| INSTRUCTIONS FOR THE TASK |
How many lines in the entries below include the string "hosted"? Answer with the number only.

| DATA RECORDS |
--

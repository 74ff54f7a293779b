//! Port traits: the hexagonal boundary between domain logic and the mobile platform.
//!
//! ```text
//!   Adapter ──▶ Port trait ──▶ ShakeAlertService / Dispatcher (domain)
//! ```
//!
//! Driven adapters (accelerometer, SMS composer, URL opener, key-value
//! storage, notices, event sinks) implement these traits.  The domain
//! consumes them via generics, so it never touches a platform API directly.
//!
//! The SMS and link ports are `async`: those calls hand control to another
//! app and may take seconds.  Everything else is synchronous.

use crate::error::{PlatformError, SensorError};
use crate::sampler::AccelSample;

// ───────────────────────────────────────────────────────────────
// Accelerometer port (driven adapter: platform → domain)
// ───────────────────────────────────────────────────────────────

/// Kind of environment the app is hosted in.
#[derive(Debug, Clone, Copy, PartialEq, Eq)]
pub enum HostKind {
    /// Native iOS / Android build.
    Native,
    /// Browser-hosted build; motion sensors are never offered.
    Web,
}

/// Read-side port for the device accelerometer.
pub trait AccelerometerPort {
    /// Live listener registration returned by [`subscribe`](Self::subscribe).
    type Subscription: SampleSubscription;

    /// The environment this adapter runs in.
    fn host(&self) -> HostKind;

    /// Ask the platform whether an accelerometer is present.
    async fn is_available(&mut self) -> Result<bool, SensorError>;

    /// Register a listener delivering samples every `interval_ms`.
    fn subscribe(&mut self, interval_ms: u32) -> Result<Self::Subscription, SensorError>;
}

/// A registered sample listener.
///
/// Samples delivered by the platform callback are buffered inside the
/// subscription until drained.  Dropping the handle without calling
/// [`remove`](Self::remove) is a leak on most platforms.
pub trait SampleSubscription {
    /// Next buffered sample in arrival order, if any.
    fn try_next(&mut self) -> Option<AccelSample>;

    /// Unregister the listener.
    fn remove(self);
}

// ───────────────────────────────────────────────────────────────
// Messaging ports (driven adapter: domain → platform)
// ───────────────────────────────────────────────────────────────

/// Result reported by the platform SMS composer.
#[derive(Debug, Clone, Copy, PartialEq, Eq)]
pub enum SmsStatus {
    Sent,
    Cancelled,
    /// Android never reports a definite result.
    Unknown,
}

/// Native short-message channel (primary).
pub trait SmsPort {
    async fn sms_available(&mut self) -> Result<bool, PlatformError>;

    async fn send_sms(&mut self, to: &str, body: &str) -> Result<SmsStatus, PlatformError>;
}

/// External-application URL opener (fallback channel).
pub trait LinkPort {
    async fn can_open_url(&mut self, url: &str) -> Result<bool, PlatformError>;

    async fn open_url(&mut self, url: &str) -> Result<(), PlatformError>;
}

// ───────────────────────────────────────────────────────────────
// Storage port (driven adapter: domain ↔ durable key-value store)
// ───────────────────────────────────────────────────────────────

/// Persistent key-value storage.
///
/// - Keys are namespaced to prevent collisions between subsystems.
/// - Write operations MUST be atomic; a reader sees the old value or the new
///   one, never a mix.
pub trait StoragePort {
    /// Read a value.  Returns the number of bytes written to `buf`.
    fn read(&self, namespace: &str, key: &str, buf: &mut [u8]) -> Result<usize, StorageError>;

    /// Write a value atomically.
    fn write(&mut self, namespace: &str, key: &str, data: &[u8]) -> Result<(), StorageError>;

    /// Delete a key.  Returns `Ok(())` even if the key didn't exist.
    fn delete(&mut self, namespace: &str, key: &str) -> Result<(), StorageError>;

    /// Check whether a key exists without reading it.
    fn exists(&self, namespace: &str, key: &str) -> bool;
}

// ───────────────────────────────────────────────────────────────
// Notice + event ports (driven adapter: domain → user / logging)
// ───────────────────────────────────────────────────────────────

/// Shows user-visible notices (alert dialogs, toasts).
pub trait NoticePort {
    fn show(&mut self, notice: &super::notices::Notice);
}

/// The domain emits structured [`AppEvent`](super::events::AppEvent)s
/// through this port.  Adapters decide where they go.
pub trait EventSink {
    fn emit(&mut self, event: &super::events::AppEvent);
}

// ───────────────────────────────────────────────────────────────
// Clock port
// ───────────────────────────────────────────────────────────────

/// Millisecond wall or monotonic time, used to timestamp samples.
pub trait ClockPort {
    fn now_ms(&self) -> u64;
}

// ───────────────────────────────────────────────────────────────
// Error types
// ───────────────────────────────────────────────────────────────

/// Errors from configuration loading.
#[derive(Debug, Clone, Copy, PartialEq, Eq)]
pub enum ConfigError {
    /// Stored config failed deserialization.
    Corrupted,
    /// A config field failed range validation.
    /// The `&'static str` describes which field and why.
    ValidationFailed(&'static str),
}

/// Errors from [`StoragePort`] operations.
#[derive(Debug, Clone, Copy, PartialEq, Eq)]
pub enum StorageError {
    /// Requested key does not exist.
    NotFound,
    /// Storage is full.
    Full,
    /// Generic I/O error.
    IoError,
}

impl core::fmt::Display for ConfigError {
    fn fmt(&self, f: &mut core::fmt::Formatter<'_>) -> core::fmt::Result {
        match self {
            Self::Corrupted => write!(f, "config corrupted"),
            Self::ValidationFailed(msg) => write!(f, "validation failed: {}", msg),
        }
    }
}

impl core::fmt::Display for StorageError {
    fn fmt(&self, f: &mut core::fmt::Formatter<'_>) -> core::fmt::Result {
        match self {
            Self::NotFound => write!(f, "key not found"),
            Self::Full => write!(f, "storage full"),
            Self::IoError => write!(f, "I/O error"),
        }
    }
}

--

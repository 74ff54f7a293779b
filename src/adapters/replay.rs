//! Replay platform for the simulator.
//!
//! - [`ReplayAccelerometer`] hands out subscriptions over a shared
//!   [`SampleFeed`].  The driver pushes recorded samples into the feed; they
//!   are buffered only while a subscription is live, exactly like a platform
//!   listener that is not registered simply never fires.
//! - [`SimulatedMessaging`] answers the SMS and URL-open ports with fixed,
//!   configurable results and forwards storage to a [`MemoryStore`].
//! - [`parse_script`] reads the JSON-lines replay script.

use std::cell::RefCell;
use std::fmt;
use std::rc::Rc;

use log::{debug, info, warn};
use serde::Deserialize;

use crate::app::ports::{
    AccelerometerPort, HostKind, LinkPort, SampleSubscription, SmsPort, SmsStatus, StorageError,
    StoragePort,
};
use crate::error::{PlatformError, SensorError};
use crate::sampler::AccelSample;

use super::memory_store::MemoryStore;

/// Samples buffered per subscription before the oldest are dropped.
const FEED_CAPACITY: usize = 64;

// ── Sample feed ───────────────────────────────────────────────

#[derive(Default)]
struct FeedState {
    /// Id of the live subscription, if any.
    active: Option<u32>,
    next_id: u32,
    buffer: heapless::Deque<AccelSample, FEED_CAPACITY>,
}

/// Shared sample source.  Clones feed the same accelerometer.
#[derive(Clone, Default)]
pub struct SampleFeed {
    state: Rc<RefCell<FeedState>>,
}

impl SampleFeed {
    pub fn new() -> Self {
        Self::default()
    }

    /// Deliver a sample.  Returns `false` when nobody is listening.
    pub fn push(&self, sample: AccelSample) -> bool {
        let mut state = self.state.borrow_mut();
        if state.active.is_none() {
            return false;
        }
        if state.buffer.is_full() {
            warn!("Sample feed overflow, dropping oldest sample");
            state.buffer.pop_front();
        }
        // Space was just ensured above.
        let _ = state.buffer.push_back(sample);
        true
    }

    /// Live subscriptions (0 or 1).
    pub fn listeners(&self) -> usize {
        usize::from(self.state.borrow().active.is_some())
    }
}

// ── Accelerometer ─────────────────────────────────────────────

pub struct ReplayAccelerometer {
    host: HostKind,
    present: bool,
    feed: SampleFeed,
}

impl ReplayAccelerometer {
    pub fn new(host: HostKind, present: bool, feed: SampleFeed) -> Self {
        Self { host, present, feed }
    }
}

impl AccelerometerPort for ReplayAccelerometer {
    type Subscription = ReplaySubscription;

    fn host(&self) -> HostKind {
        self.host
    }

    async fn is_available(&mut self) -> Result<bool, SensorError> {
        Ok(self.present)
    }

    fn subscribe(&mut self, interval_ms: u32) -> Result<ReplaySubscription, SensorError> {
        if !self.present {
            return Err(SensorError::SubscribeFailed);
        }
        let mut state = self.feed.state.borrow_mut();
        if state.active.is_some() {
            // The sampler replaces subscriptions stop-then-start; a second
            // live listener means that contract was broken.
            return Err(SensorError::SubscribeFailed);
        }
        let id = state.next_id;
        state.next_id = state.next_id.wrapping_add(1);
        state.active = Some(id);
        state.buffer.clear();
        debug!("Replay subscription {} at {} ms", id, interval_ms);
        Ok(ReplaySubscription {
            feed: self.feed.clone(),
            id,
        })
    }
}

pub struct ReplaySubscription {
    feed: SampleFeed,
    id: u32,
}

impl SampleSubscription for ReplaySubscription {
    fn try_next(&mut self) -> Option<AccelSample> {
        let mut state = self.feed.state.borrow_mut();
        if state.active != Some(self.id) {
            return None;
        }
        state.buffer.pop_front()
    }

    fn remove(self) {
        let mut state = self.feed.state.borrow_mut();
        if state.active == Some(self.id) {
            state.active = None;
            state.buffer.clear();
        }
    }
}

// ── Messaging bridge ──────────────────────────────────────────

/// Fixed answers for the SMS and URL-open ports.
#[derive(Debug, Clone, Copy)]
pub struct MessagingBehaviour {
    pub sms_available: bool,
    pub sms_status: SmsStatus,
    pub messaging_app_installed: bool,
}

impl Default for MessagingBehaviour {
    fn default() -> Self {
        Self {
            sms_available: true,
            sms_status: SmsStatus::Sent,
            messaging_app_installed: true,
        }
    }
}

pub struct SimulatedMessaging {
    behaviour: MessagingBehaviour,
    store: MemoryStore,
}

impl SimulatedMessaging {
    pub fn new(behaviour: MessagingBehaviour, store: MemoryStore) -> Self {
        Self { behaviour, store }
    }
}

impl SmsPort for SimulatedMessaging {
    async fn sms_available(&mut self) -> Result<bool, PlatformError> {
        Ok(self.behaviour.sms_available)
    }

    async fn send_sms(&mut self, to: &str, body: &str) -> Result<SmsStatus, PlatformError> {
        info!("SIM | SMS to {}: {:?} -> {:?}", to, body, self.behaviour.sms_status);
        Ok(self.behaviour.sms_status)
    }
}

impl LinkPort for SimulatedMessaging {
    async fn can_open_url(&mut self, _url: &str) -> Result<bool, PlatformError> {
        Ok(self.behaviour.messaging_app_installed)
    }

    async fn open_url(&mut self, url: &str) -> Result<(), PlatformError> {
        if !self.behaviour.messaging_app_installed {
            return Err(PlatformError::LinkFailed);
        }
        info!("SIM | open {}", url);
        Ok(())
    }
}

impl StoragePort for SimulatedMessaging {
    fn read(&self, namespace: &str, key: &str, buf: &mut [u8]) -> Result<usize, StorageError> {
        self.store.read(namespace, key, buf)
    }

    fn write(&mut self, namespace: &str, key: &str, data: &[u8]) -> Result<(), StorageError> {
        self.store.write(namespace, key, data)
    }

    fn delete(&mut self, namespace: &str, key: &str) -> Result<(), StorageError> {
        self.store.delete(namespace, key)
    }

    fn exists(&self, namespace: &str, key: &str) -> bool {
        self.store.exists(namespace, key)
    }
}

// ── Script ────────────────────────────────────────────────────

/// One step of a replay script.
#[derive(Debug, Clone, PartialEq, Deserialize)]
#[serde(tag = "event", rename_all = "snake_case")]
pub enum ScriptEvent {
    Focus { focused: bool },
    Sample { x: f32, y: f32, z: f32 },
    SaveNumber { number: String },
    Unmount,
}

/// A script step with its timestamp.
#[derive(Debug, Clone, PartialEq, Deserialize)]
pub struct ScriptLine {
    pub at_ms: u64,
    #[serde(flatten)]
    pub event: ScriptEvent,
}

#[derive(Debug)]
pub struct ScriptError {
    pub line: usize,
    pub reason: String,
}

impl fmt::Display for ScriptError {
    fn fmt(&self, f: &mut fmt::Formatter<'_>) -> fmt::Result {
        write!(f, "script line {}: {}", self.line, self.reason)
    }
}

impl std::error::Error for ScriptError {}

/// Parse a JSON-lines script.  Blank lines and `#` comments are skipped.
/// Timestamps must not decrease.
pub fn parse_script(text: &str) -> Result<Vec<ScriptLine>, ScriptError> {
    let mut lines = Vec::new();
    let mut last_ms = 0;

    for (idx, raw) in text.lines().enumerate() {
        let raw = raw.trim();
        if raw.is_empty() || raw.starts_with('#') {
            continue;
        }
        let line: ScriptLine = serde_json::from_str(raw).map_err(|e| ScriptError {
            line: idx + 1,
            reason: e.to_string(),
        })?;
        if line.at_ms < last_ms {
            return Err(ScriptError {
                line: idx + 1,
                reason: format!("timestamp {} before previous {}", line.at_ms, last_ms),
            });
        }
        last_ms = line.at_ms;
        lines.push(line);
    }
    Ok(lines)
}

--

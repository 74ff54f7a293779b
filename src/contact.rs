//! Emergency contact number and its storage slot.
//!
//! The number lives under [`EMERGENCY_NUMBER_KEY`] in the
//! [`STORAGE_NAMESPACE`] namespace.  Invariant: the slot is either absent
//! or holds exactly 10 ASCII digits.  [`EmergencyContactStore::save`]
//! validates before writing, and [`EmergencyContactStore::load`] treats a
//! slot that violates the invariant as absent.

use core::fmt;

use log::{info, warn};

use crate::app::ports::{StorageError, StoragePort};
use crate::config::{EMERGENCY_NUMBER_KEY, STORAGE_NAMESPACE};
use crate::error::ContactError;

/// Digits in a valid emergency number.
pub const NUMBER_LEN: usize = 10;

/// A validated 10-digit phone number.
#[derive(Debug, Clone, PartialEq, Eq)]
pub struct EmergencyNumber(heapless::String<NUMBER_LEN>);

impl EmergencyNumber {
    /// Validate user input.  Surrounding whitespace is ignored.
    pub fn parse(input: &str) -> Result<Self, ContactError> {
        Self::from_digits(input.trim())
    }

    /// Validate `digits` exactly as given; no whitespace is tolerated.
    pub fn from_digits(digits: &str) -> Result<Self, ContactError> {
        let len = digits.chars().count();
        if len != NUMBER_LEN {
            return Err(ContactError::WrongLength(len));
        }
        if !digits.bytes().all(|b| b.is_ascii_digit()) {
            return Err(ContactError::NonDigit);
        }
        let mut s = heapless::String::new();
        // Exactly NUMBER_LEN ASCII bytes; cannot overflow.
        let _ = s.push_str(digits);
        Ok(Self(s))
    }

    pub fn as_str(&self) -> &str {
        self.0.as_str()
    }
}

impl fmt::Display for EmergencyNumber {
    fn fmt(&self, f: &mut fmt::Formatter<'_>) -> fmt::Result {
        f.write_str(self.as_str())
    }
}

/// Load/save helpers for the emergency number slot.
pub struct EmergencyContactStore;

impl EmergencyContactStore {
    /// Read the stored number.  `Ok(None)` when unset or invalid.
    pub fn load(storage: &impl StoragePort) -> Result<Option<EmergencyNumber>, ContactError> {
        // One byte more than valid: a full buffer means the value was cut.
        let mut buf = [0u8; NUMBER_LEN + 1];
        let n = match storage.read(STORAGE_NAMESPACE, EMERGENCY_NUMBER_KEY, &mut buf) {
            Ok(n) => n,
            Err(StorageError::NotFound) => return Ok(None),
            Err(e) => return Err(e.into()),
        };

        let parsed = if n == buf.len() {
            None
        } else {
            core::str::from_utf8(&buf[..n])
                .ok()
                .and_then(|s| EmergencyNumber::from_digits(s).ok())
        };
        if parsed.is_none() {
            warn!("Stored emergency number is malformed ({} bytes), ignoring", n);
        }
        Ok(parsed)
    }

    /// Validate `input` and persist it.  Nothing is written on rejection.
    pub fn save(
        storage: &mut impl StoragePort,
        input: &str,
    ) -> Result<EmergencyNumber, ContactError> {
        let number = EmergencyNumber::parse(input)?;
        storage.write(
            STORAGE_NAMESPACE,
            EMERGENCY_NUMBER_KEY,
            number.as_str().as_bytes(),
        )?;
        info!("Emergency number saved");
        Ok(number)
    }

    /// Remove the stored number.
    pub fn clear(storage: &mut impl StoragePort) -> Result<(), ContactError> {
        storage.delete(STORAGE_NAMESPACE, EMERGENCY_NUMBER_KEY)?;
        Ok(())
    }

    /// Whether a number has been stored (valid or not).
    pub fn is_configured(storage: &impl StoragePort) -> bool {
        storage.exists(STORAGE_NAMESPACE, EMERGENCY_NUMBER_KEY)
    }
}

--

| ANSWER BOX |
2